====== EXCERPTED DATA ======

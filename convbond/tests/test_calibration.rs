//! Coupon calibration through `calibrate_coupon`.

use approx::assert_abs_diff_eq;
use convbond::{
    calibrate_coupon, price, BondTerms, Compounding, ConversionStyle, DividendSchedule,
    EmbeddedOptions, Error, LatticeGrid, MarketParameters, OptionLeg, SoftCall,
    DEFAULT_TARGET_PRICE,
};

fn annual_market() -> MarketParameters {
    MarketParameters::new(100.0, 0.2, 0.05, 0.0, Compounding::from_frequency(1)).unwrap()
}

#[test]
fn straight_bond_calibrates_to_its_yield() {
    let terms = BondTerms::new(100.0, 0.0, 1, 2.0, 0.0);
    let coupon = calibrate_coupon(
        &annual_market(),
        &terms,
        &DividendSchedule::empty(),
        &EmbeddedOptions::none(),
        &LatticeGrid::default(),
        DEFAULT_TARGET_PRICE,
    )
    .unwrap();
    assert_abs_diff_eq!(coupon, 0.05, epsilon = 1e-8);
}

fn issue_terms() -> BondTerms {
    BondTerms::new(1000.0, 0.0, 2, 5.0, 20.0)
        .with_conversion_style(ConversionStyle::American)
        .with_dividend_protection(0.005)
}

fn annual_dividends() -> DividendSchedule {
    DividendSchedule::from_rows(&[[1.0, 0.01], [2.0, 0.01], [3.0, 0.01]]).unwrap()
}

#[test]
fn calibrated_coupon_reprices_at_par() {
    // Parity 600 on a 1000 face with a 9 % risky rate: the zero-coupon bond
    // sits well below par.
    let market = MarketParameters::new(30.0, 0.35, 0.03, 0.06, Compounding::Continuous).unwrap();
    let options = EmbeddedOptions::none()
        .with_soft_call(SoftCall::new(3.0, 1.0, 65.0).unwrap())
        .with_put(OptionLeg::new(4.0, 0.9).unwrap());
    let grid = LatticeGrid::new(40).unwrap();
    let terms = issue_terms();
    let dividends = annual_dividends();

    let zero_coupon = price(&market, &terms, &dividends, &options, &grid).unwrap();
    assert!(zero_coupon < 1000.0, "zero-coupon price {zero_coupon}");

    let coupon = calibrate_coupon(&market, &terms, &dividends, &options, &grid, 1.0).unwrap();
    assert!(coupon > 0.0 && coupon < 0.3, "coupon = {coupon}");
    let npv = price(&market, &terms.with_coupon_rate(coupon), &dividends, &options, &grid).unwrap();
    assert_abs_diff_eq!(npv, 1000.0, epsilon = 1e-5);
}

#[test]
fn rich_convertible_cannot_issue_at_par() {
    // A par put at three years and parity 800 are worth more than face
    // before any coupon is paid.
    let market = MarketParameters::new(40.0, 0.35, 0.03, 0.04, Compounding::Continuous).unwrap();
    let options = EmbeddedOptions::none()
        .with_soft_call(SoftCall::new(3.0, 1.0, 65.0).unwrap())
        .with_put(OptionLeg::new(3.0, 1.0).unwrap());
    let grid = LatticeGrid::new(40).unwrap();

    let err = calibrate_coupon(&market, &issue_terms(), &annual_dividends(), &options, &grid, 1.0)
        .unwrap_err();
    match err {
        Error::RootNotFound { lower, f_lower, .. } => {
            assert_eq!(lower, 0.0);
            assert!(f_lower > 0.0);
        }
        other => panic!("expected RootNotFound, got {other:?}"),
    }
}

#[test]
fn coupon_on_the_terms_is_ignored() {
    let grid = LatticeGrid::default();
    let none = EmbeddedOptions::none();
    let empty = DividendSchedule::empty();
    let a = BondTerms::new(100.0, 0.0, 1, 2.0, 0.0);
    let b = a.with_coupon_rate(0.3);
    let ca = calibrate_coupon(&annual_market(), &a, &empty, &none, &grid, 1.0).unwrap();
    let cb = calibrate_coupon(&annual_market(), &b, &empty, &none, &grid, 1.0).unwrap();
    assert_eq!(ca, cb);
}

#[test]
fn unreachable_target_reports_the_bracket() {
    // Parity alone is worth 1.5 × face, so no coupon prices the bond at par.
    let market = MarketParameters::new(150.0, 0.2, 0.05, 0.0, Compounding::Continuous).unwrap();
    let terms = BondTerms::new(100.0, 0.0, 1, 2.0, 1.0);
    let err = calibrate_coupon(
        &market,
        &terms,
        &DividendSchedule::empty(),
        &EmbeddedOptions::none(),
        &LatticeGrid::default(),
        1.0,
    )
    .unwrap_err();
    match err {
        Error::RootNotFound { lower, f_lower, .. } => {
            assert_eq!(lower, 0.0);
            assert!(f_lower > 0.0);
        }
        other => panic!("expected RootNotFound, got {other:?}"),
    }
}

#[test]
fn invalid_inputs_are_rejected() {
    let terms = BondTerms::new(100.0, 0.0, 0, 2.0, 0.0);
    let err = calibrate_coupon(
        &annual_market(),
        &terms,
        &DividendSchedule::empty(),
        &EmbeddedOptions::none(),
        &LatticeGrid::default(),
        1.0,
    )
    .unwrap_err();
    assert!(err.is_invalid_input());

    let terms = BondTerms::new(100.0, 0.0, 1, 2.0, 0.0);
    let err = calibrate_coupon(
        &annual_market(),
        &terms,
        &DividendSchedule::empty(),
        &EmbeddedOptions::none(),
        &LatticeGrid::default(),
        -1.0,
    )
    .unwrap_err();
    assert!(err.is_invalid_input());
}

#[cfg(feature = "serde")]
#[test]
fn inputs_load_from_json() {
    let market: MarketParameters = serde_json::from_str(
        r#"{"spot":100.0,"volatility":0.2,"risk_free_rate":0.05,"credit_spread":0.0,
            "compounding":{"Compounded":1}}"#,
    )
    .unwrap();
    let terms: BondTerms = serde_json::from_str(
        r#"{"face_value":100.0,"coupon_rate":0.0,"coupon_frequency":1,"maturity":2.0,
            "conversion_ratio":0.0,"no_conversion_period":0.0,"conversion_style":"American",
            "redemption_premium":0.0,"dividend_protection":null}"#,
    )
    .unwrap();
    let dividends: DividendSchedule = serde_json::from_str("[]").unwrap();
    let grid: LatticeGrid = serde_json::from_str(r#"{"steps_per_year":50}"#).unwrap();
    let coupon =
        calibrate_coupon(&market, &terms, &dividends, &EmbeddedOptions::none(), &grid, 1.0)
            .unwrap();
    assert_abs_diff_eq!(coupon, 0.05, epsilon = 1e-8);
}
//! # cb-math
//!
//! Mathematical utilities: the bracketing root finder used by coupon
//! calibration, and floating-point comparison helpers for aligning event
//! times with lattice steps.

#![warn(missing_docs)]
#![forbid(unsafe_code)]

// ── Modules ───────────────────────────────────────────────────────────────────

/// Time comparison helpers.
pub mod comparison;

/// 1D root-finding solvers.
pub mod solvers1d;

// ── Convenience re-exports ────────────────────────────────────────────────────

pub use comparison::on_or_after;
pub use solvers1d::{brent, RootSolution, SolverConfig};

======

Print every record exactly, so that each word matches what is written above.

filename convbond/tests/test_calibration.rs
//! Coupon calibration through `calibrate_coupon`.

use approx::assert_abs_diff_eq;
use convbond::{
    calibrate_coupon, price, BondTerms, Compounding, ConversionStyle, DividendSchedule,
    EmbeddedOptions, Error, LatticeGrid, MarketParameters, OptionLeg, SoftCall,
    DEFAULT_TARGET_PRICE,
};

fn annual_market() -> MarketParameters {
    MarketParameters::new(100.0, 0.2, 0.05, 0.0, Compounding::from_frequency(1)).unwrap()
}

#[test]
fn straight_bond_calibrates_to_its_yield() {
    let terms = BondTerms::new(100.0, 0.0, 1, 2.0, 0.0);
    let coupon = calibrate_coupon(
        &annual_market(),
        &terms,
        &DividendSchedule::empty(),
        &EmbeddedOptions::none(),
        &LatticeGrid::default(),
        DEFAULT_TARGET_PRICE,
    )
    .unwrap();
    assert_abs_diff_eq!(coupon, 0.05, epsilon = 1e-8);
}

fn issue_terms() -> BondTerms {
    BondTerms::new(1000.0, 0.0, 2, 5.0, 20.0)
        .with_conversion_style(ConversionStyle::American)
        .with_dividend_protection(0.005)
}

fn annual_dividends() -> DividendSchedule {
    DividendSchedule::from_rows(&[[1.0, 0.01], [2.0, 0.01], [3.0, 0.01]]).unwrap()
}

#[test]
fn calibrated_coupon_reprices_at_par() {
    // Parity 600 on a 1000 face with a 9 % risky rate: the zero-coupon bond
    // sits well below par.
    let market = MarketParameters::new(30.0, 0.35, 0.03, 0.06, Compounding::Continuous).unwrap();
    let options = EmbeddedOptions::none()
        .with_soft_call(SoftCall::new(3.0, 1.0, 65.0).unwrap())
        .with_put(OptionLeg::new(4.0, 0.9).unwrap());
    let grid = LatticeGrid::new(40).unwrap();
    let terms = issue_terms();
    let dividends = annual_dividends();

    let zero_coupon = price(&market, &terms, &dividends, &options, &grid).unwrap();
    assert!(zero_coupon < 1000.0, "zero-coupon price {zero_coupon}");

    let coupon = calibrate_coupon(&market, &terms, &dividends, &options, &grid, 1.0).unwrap();
    assert!(coupon > 0.0 && coupon < 0.3, "coupon = {coupon}");
    let npv = price(&market, &terms.with_coupon_rate(coupon), &dividends, &options, &grid).unwrap();
    assert_abs_diff_eq!(npv, 1000.0, epsilon = 1e-5);
}

#[test]
fn rich_convertible_cannot_issue_at_par() {
    // A par put at three years and parity 800 are worth more than face
    // before any coupon is paid.
    let market = MarketParameters::new(40.0, 0.35, 0.03, 0.04, Compounding::Continuous).unwrap();
    let options = EmbeddedOptions::none()
        .with_soft_call(SoftCall::new(3.0, 1.0, 65.0).unwrap())
        .with_put(OptionLeg::new(3.0, 1.0).unwrap());
    let grid = LatticeGrid::new(40).unwrap();

    let err = calibrate_coupon(&market, &issue_terms(), &annual_dividends(), &options, &grid, 1.0)
        .unwrap_err();
    match err {
        Error::RootNotFound { lower, f_lower, .. } => {
            assert_eq!(lower, 0.0);
            assert!(f_lower > 0.0);
        }
        other => panic!("expected RootNotFound, got {other:?}"),
    }
}

#[test]
fn coupon_on_the_terms_is_ignored() {
    let grid = LatticeGrid::default();
    let none = EmbeddedOptions::none();
    let empty = DividendSchedule::empty();
    let a = BondTerms::new(100.0, 0.0, 1, 2.0, 0.0);
    let b = a.with_coupon_rate(0.3);
    let ca = calibrate_coupon(&annual_market(), &a, &empty, &none, &grid, 1.0).unwrap();
    let cb = calibrate_coupon(&annual_market(), &b, &empty, &none, &grid, 1.0).unwrap();
    assert_eq!(ca, cb);
}

#[test]
fn unreachable_target_reports_the_bracket() {
    // Parity alone is worth 1.5 × face, so no coupon prices the bond at par.
    let market = MarketParameters::new(150.0, 0.2, 0.05, 0.0, Compounding::Continuous).unwrap();
    let terms = BondTerms::new(100.0, 0.0, 1, 2.0, 1.0);
    let err = calibrate_coupon(
        &market,
        &terms,
        &DividendSchedule::empty(),
        &EmbeddedOptions::none(),
        &LatticeGrid::default(),
        1.0,
    )
    .unwrap_err();
    match err {
        Error::RootNotFound { lower, f_lower, .. } => {
            assert_eq!(lower, 0.0);
            assert!(f_lower > 0.0);
        }
        other => panic!("expected RootNotFound, got {other:?}"),
    }
}

#[test]
fn invalid_inputs_are_rejected() {
    let terms = BondTerms::new(100.0, 0.0, 0, 2.0, 0.0);
    let err = calibrate_coupon(
        &annual_market(),
        &terms,
        &DividendSchedule::empty(),
        &EmbeddedOptions::none(),
        &LatticeGrid::default(),
        1.0,
    )
    .unwrap_err();
    assert!(err.is_invalid_input());

    let terms = BondTerms::new(100.0, 0.0, 1, 2.0, 0.0);
    let err = calibrate_coupon(
        &annual_market(),
        &terms,
        &DividendSchedule::empty(),
        &EmbeddedOptions::none(),
        &LatticeGrid::default(),
        -1.0,
    )
    .unwrap_err();
    assert!(err.is_invalid_input());
}

#[cfg(feature = "serde")]
#[test]
fn inputs_load_from_json() {
    let market: MarketParameters = serde_json::from_str(
        r#"{"spot":100.0,"volatility":0.2,"risk_free_rate":0.05,"credit_spread":0.0,
            "compounding":{"Compounded":1}}"#,
    )
    .unwrap();
    let terms: BondTerms = serde_json::from_str(
        r#"{"face_value":100.0,"coupon_rate":0.0,"coupon_frequency":1,"maturity":2.0,
            "conversion_ratio":0.0,"no_conversion_period":0.0,"conversion_style":"American",
            "redemption_premium":0.0,"dividend_protection":null}"#,
    )
    .unwrap();
    let dividends: DividendSchedule = serde_json::from_str("[]").unwrap();
    let grid: LatticeGrid = serde_json::from_str(r#"{"steps_per_year":50}"#).unwrap();
    let coupon =
        calibrate_coupon(&market, &terms, &dividends, &EmbeddedOptions::none(), &grid, 1.0)
            .unwrap();
    assert_abs_diff_eq!(coupon, 0.05, epsilon = 1e-8);
}
//! # cb-math
//!
//! Mathematical utilities: the bracketing root finder used by coupon
//! calibration, and floating-point comparison helpers for aligning event
//! times with lattice steps.

#![warn(missing_docs)]
#![forbid(unsafe_code)]

// ── Modules ───────────────────────────────────────────────────────────────────

/// Time comparison helpers.
pub mod comparison;

/// 1D root-finding solvers.
pub mod solvers1d;

// ── Convenience re-exports ────────────────────────────────────────────────────

pub use comparison::on_or_after;
pub use solvers1d::{brent, RootSolution, SolverConfig};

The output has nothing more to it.